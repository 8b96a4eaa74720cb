//! # Sensor Pipeline
//!
//! Real-time producer/consumer pipeline for a dual-core capture device.
//!
//! Two deployments share one architecture:
//! - **Collector:** IMU + camera producers → bounded queues → storage writer
//!   (`MOUNT/NNNNN/gyrodata.csv`, `MOUNT/NNNNN/capture_<timestamp>.gs`).
//! - **Inferencer:** camera → classifier → single-slot score queue → actuator.
//!
//! ## Concurrency
//! - Every task is a long-lived thread pinned to one of two cores.
//! - Tasks share nothing mutable; all hand-off is by value through bounded queues.
//! - Backpressure is always "drop the newest item", never an unbounded block.
//! - Camera frames are leased from the source and released on every path.

pub mod collector;
pub mod config;
pub mod error;
pub mod inferencer;
pub mod pipeline;
pub mod sources;
pub mod storage;
pub mod utils;

pub use error::{PipelineError, Result};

##############################

TASK PROMPT:
Would it be possible to reproduce all the entries exactly as they appear above?

EXERCISE ANSWER:
repository 8b96a4eaa74720cb
//! # Sensor Pipeline
//!
//! Real-time producer/consumer pipeline for a dual-core capture device.
//!
//! Two deployments share one architecture:
//! - **Collector:** IMU + camera producers → bounded queues → storage writer
//!   (`MOUNT/NNNNN/gyrodata.csv`, `MOUNT/NNNNN/capture_<timestamp>.gs`).
//! - **Inferencer:** camera → classifier → single-slot score queue → actuator.
//!
//! ## Concurrency
//! - Every task is a long-lived thread pinned to one of two cores.
//! - Tasks share nothing mutable; all hand-off is by value through bounded queues.
//! - Backpressure is always "drop the newest item", never an unbounded block.
//! - Camera frames are leased from the source and released on every path.

pub mod collector;
pub mod config;
pub mod error;
pub mod inferencer;
pub mod pipeline;
pub mod sources;
pub mod storage;
pub mod utils;

pub use error::{PipelineError, Result};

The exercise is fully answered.